Dataset records

//! Error types for the valuation client.

/// Errors that can occur while calling the API or mapping its responses.
#[derive(thiserror::Error, Debug)]
pub enum Error {
    /// A required caller-supplied parameter was missing or empty.
    ///
    /// Raised before any network traffic; the payload names the offending
    /// query parameter.
    #[error("Invalid request: parameter `{0}` must not be empty")]
    InvalidRequest(&'static str),

    /// The HTTP round trip failed: connection error, timeout, or a
    /// non-success status code.
    #[error("Network transport error: {0}")]
    Transport(#[from] reqwest::Error),

    /// The response body could not be decoded, or the decoded tree was
    /// missing the structure the operation requires.
    ///
    /// `body` holds the raw response text for diagnosis.
    #[error("Malformed response: {reason}")]
    MalformedResponse { reason: String, body: String },
}

/// Convenience result type.
pub type Result<T> = std::result::Result<T, Error>;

How to complete this task
If a line in the records contains "body", report it.

Response area
    /// The response body could not be decoded, or the decoded tree was
    /// `body` holds the raw response text for diagnosis.
    MalformedResponse { reason: String, body: String },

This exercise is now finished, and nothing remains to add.